Given records Start Marker

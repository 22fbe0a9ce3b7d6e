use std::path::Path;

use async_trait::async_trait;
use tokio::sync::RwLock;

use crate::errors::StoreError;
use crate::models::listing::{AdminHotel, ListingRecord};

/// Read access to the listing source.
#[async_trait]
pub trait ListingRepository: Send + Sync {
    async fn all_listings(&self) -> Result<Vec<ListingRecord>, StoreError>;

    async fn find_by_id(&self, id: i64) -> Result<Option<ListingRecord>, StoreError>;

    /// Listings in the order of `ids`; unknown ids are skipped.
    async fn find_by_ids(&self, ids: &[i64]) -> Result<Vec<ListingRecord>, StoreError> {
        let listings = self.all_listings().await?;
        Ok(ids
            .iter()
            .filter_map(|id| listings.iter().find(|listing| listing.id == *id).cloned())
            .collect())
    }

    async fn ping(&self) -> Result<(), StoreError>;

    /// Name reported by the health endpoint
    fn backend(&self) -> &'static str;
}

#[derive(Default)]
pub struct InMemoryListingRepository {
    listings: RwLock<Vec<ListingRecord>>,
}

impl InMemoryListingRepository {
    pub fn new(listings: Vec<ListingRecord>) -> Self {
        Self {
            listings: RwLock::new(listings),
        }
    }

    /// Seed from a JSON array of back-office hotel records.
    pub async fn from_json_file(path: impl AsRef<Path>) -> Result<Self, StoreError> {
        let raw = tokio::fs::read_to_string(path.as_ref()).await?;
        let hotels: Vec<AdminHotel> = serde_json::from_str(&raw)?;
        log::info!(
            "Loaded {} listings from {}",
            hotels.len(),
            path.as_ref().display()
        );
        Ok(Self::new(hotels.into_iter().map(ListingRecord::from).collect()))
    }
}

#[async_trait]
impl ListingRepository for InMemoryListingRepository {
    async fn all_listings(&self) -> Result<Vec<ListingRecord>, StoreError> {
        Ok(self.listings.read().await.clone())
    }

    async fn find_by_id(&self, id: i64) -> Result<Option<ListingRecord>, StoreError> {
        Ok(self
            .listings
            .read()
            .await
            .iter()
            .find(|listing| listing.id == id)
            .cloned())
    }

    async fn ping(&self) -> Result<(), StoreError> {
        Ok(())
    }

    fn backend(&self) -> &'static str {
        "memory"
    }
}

Given records End Marker

What the exercise asks: For the listing above, state how many lines hold the string "await", giving the number alone.

Response to the task: 4